One thing she did notice is that she didn't find my corpus luteum cyst on either ovary - which means it's a damn good thing I am on progesterone supplements because I would be seriously lacking. I don't know why I didn't produce one - not sure if being on the progesterone after ovulation forced my body to not make one or not. Who knows. I just hope the supplements do their job with no issues. I am on 600mg a day so my doctor thinks that is enough to get me through until hopefully the placenta takes over.

  I have the 6 week appt next thursday (the 15th) and hopefully things will have progressed enough to where we can see a God willing healthy heartbeat. I am cautiously optimistic and still realize anything can change at any moment...so I am sitting here happy, yet grounded.
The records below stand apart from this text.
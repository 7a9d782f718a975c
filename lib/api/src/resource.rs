//! Typed access to the API's entity collections.

use serde::de::DeserializeOwned;
use serde::{Deserialize, Serialize};
use std::fmt;
use std::marker::PhantomData;
use std::str::FromStr;
use tracing::{debug, instrument};

use crate::client::ApiClient;
use crate::error::ApiError;

/// An entity stored in a REST collection.
pub trait Resource: Serialize + DeserializeOwned + Clone + Send + Sync + 'static {
    /// Collection path, e.g. `/members`.
    const COLLECTION: &'static str;

    /// Singular name used in logs.
    const NAME: &'static str;

    /// Identifier type. Parsing from text accepts what `Display` produces.
    type Id: fmt::Display + FromStr + Clone + PartialEq + Send + Sync;

    fn id(&self) -> &Self::Id;

    /// Path of a single item in the collection.
    fn item_path(id: &Self::Id) -> String {
        format!("{}/{}", Self::COLLECTION, id)
    }
}

/// List responses arrive either bare or wrapped in `{"data": [...]}`.
#[derive(Deserialize)]
#[serde(untagged)]
enum ListBody<R> {
    Bare(Vec<R>),
    Enveloped { data: Vec<R> },
}

impl<R> ListBody<R> {
    fn into_items(self) -> Vec<R> {
        match self {
            Self::Bare(items) | Self::Enveloped { data: items } => items,
        }
    }
}

/// CRUD operations for one resource type.
pub struct ResourceClient<'a, R> {
    client: &'a ApiClient,
    _resource: PhantomData<fn() -> R>,
}

impl<'a, R: Resource> ResourceClient<'a, R> {
    #[must_use]
    pub fn new(client: &'a ApiClient) -> Self {
        Self {
            client,
            _resource: PhantomData,
        }
    }

    #[instrument(skip(self, query), fields(resource = R::NAME))]
    pub async fn list(&self, query: &[(&str, &str)]) -> Result<Vec<R>, ApiError> {
        let body: ListBody<R> = self.client.get_with_query(R::COLLECTION, query).await?;
        let items = body.into_items();
        debug!(count = items.len(), "listed");
        Ok(items)
    }

    #[instrument(skip(self, id), fields(resource = R::NAME, id = %id))]
    pub async fn get(&self, id: &R::Id) -> Result<R, ApiError> {
        self.client.get(&R::item_path(id)).await
    }

    /// Creates an entity and returns the server's copy.
    #[instrument(skip(self, draft), fields(resource = R::NAME))]
    pub async fn create<B: Serialize + ?Sized>(&self, draft: &B) -> Result<R, ApiError> {
        self.client.post(R::COLLECTION, draft).await
    }

    /// Updates an entity. Returns `None` if the server answered without a body.
    #[instrument(skip(self, id, patch), fields(resource = R::NAME, id = %id))]
    pub async fn update<B: Serialize + ?Sized>(
        &self,
        id: &R::Id,
        patch: &B,
    ) -> Result<Option<R>, ApiError> {
        self.client.put(&R::item_path(id), patch).await
    }

    #[instrument(skip(self, id), fields(resource = R::NAME, id = %id))]
    pub async fn delete(&self, id: &R::Id) -> Result<(), ApiError> {
        self.client.delete(&R::item_path(id)).await
    }
}

/// Loading, error and item state for one collection view.
///
/// Local items are only patched after the server confirms a mutation.
#[derive(Debug, Clone)]
pub struct ResourceState<R> {
    loading: bool,
    error: Option<String>,
    items: Vec<R>,
}

impl<R> Default for ResourceState<R> {
    fn default() -> Self {
        Self {
            loading: false,
            error: None,
            items: Vec::new(),
        }
    }
}

impl<R: Resource> ResourceState<R> {
    #[must_use]
    pub fn new() -> Self {
        Self::default()
    }

    #[must_use]
    pub fn is_loading(&self) -> bool {
        self.loading
    }

    #[must_use]
    pub fn error(&self) -> Option<&str> {
        self.error.as_deref()
    }

    #[must_use]
    pub fn items(&self) -> &[R] {
        &self.items
    }

    /// Fetches the collection and stores the result.
    ///
    /// Returns false if the session changed while the request was in flight;
    /// the response is then dropped and the state left as it was. A 401 that
    /// revoked the token this request carried is not such a change: its
    /// error is recorded like any other.
    pub async fn load(&mut self, client: &ApiClient, query: &[(&str, &str)]) -> bool {
        self.loading = true;
        let generation = client.generation().await;
        let result = ResourceClient::<R>::new(client).list(query).await;

        let changed = client.generation().await != generation;
        let own_revoke = matches!(&result, Err(e) if e.is_unauthorized())
            && client.tokens().revoked_at(generation).await;
        if changed && !own_revoke {
            debug!(resource = R::NAME, "discarding stale list response");
            self.loading = false;
            return false;
        }

        match result {
            Ok(items) => {
                self.items = items;
                self.error = None;
            }
            Err(e) => self.error = Some(e.user_message()),
        }
        self.loading = false;
        true
    }

    /// Returns the items matching `predicate`.
    pub fn filter<F>(&self, mut predicate: F) -> Vec<&R>
    where
        F: FnMut(&R) -> bool,
    {
        self.items.iter().filter(|item| predicate(item)).collect()
    }

    pub fn find(&self, id: &R::Id) -> Option<&R> {
        self.items.iter().find(|item| item.id() == id)
    }

    pub fn apply_created(&mut self, item: R) {
        self.items.push(item);
    }

    /// Replaces the local copy of `item`, appending it if unknown.
    pub fn apply_updated(&mut self, item: R) {
        match self.items.iter_mut().find(|existing| existing.id() == item.id()) {
            Some(existing) => *existing = item,
            None => self.items.push(item),
        }
    }

    pub fn apply_removed(&mut self, id: &R::Id) {
        self.items.retain(|item| item.id() != id);
    }
}

#[cfg(test)]
mod tests {
    use super::*;
    use crate::config::ApiConfig;
    use crate::entities::{Member, Unit};
    use clubhouse_core::{MemberId, UnitId};
    use serde_json::json;
    use std::time::Duration;
    use wiremock::matchers::{method, path};
    use wiremock::{Mock, MockServer, ResponseTemplate};

    fn client_for(server: &MockServer) -> ApiClient {
        ApiClient::new(&ApiConfig::new(server.uri())).expect("client")
    }

    #[tokio::test]
    async fn list_accepts_bare_array() {
        let server = MockServer::start().await;
        Mock::given(method("GET"))
            .and(path("/units"))
            .respond_with(
                ResponseTemplate::new(200).set_body_json(json!([{"id": 1, "name": "Otters"}])),
            )
            .mount(&server)
            .await;

        let client = client_for(&server);
        let units = ResourceClient::<Unit>::new(&client)
            .list(&[])
            .await
            .expect("list");
        assert_eq!(units.len(), 1);
        assert_eq!(units[0].name.as_deref(), Some("Otters"));
    }

    #[tokio::test]
    async fn list_accepts_data_envelope() {
        let server = MockServer::start().await;
        Mock::given(method("GET"))
            .and(path("/units"))
            .respond_with(ResponseTemplate::new(200).set_body_json(
                json!({"data": [{"id": "u-1"}, {"id": "u-2"}], "total": 2}),
            ))
            .mount(&server)
            .await;

        let client = client_for(&server);
        let units = ResourceClient::<Unit>::new(&client)
            .list(&[])
            .await
            .expect("list");
        let ids: Vec<String> = units.iter().map(|u| u.id.to_string()).collect();
        assert_eq!(ids, vec!["u-1", "u-2"]);
    }

    #[tokio::test]
    async fn get_update_and_delete_use_item_path() {
        let server = MockServer::start().await;
        Mock::given(method("GET"))
            .and(path("/members/7"))
            .respond_with(
                ResponseTemplate::new(200).set_body_json(json!({"id": 7, "first_name": "Ada"})),
            )
            .expect(1)
            .mount(&server)
            .await;
        Mock::given(method("PUT"))
            .and(path("/members/7"))
            .respond_with(ResponseTemplate::new(204))
            .expect(1)
            .mount(&server)
            .await;
        Mock::given(method("DELETE"))
            .and(path("/members/7"))
            .respond_with(ResponseTemplate::new(204))
            .expect(1)
            .mount(&server)
            .await;

        let client = client_for(&server);
        let members = ResourceClient::<Member>::new(&client);
        let id = MemberId::from(7);

        let member = members.get(&id).await.expect("get");
        assert_eq!(member.first_name.as_deref(), Some("Ada"));
        let updated = members
            .update(&id, &json!({"first_name": "Ada L."}))
            .await
            .expect("update");
        assert!(updated.is_none());
        members.delete(&id).await.expect("delete");
    }

    #[tokio::test]
    async fn load_records_error_message() {
        let server = MockServer::start().await;
        Mock::given(method("GET"))
            .and(path("/units"))
            .respond_with(ResponseTemplate::new(403).set_body_json(json!({"error": "Forbidden"})))
            .mount(&server)
            .await;

        let client = client_for(&server);
        let mut state = ResourceState::<Unit>::new();
        assert!(state.load(&client, &[]).await);
        assert!(!state.is_loading());
        assert_eq!(state.error(), Some("Forbidden"));
        assert!(state.items().is_empty());
    }

    #[tokio::test]
    async fn load_discards_response_when_session_changes() {
        let server = MockServer::start().await;
        Mock::given(method("GET"))
            .and(path("/units"))
            .respond_with(
                ResponseTemplate::new(200)
                    .set_body_json(json!([{"id": 1}]))
                    .set_delay(Duration::from_millis(200)),
            )
            .mount(&server)
            .await;

        let client = client_for(&server);
        client.tokens().install("tok1").await;
        let mut state = ResourceState::<Unit>::new();

        let (applied, _) = tokio::join!(state.load(&client, &[]), async {
            tokio::time::sleep(Duration::from_millis(50)).await;
            client.tokens().clear().await
        });

        assert!(!applied);
        assert!(state.items().is_empty());
        assert!(!state.is_loading());
    }

    #[tokio::test]
    async fn load_records_unauthorized_error_and_drops_token() {
        let server = MockServer::start().await;
        Mock::given(method("GET"))
            .and(path("/units"))
            .respond_with(
                ResponseTemplate::new(401).set_body_json(json!({"error": "Token expired"})),
            )
            .mount(&server)
            .await;

        let client = client_for(&server);
        client.tokens().install("tok1").await;
        let mut state = ResourceState::<Unit>::new();

        assert!(state.load(&client, &[]).await);
        assert_eq!(state.error(), Some("Token expired"));
        assert!(!state.is_loading());
        assert_eq!(client.token().await, None);
    }

    #[tokio::test]
    async fn load_discards_unauthorized_when_session_was_replaced() {
        let server = MockServer::start().await;
        Mock::given(method("GET"))
            .and(path("/units"))
            .respond_with(
                ResponseTemplate::new(401)
                    .set_body_json(json!({"error": "Token expired"}))
                    .set_delay(Duration::from_millis(200)),
            )
            .mount(&server)
            .await;

        let client = client_for(&server);
        client.tokens().install("tok1").await;
        let mut state = ResourceState::<Unit>::new();

        let (applied, _) = tokio::join!(state.load(&client, &[]), async {
            tokio::time::sleep(Duration::from_millis(50)).await;
            client.tokens().install("tok2").await
        });

        assert!(!applied);
        assert_eq!(state.error(), None);
        assert_eq!(client.token().await.as_deref(), Some("tok2"));
    }

    #[test]
    fn local_patches_follow_confirmed_mutations() {
        let mut state = ResourceState::<Unit>::new();
        let otters: Unit =
            serde_json::from_value(json!({"id": 1, "name": "Otters"})).expect("unit");
        let badgers: Unit =
            serde_json::from_value(json!({"id": 2, "name": "Badgers"})).expect("unit");
        state.apply_created(otters);
        state.apply_created(badgers);

        let renamed: Unit =
            serde_json::from_value(json!({"id": 1, "name": "Sea Otters"})).expect("unit");
        state.apply_updated(renamed);
        assert_eq!(
            state.find(&UnitId::from(1)).and_then(|u| u.name.as_deref()),
            Some("Sea Otters")
        );

        state.apply_removed(&UnitId::from(2));
        assert_eq!(state.items().len(), 1);
        assert_eq!(
            state
                .filter(|u| u.name.as_deref().is_some_and(|n| n.starts_with("Sea")))
                .len(),
            1
        );
    }
}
I just pray things continue going the way they are...*happy thoughts....happy thoughts*

Friday, December 2, 2016

Beta #5

Well I can go into this weekend with a big sigh of relief! Just got the betas back and my numbers jumped from 1497 to 3,576!! They are rising beautifully!! I just pray that this is our rainbow!! I know I keep saying each day is different...one day could change from the next. But today is wonderful news, and I am holding on to this feeling all day!!!

December 4th is my birthday and I certainly know what I will be wishing for when blowing out the candles! Tomorrow marks the 5wk mark also!! It will be a pretty nice weekend if we all make it through!! haha! Next up, Ultrasound on Tues to hopefully see a nice healthy sac! :)

Have a great weekend everyone!!

Thursday, December 1, 2016

Of all things

Last night I woke up with the wooorrsttt toothache! My bottom wisdom tooth is impacted - it never came out fully. So every now and then food will get stuck in there and create an infection. Well man oh man did it ever hit. It felt like I got socked in the face with a bat! I fortunately got in with my dentist early this am and he cleaned it all out and shaved a part of my top wisdom tooth down because when I closed my mouth it would jab the lower gum. Ouch! I have to get some antibiotics and just hopefully it will start to heal soon. Last thing I need to be dealing with!

So I am 4 weeks 5 days today. The doomsday. I hope I can make it to my 1st ultrasound on Tuesday. This weekend will be interesting for sure since I never really pass the 5 week mark. Except for once.
One day at a time here. Tomorrow is my 5th beta test. Praying for high numbers!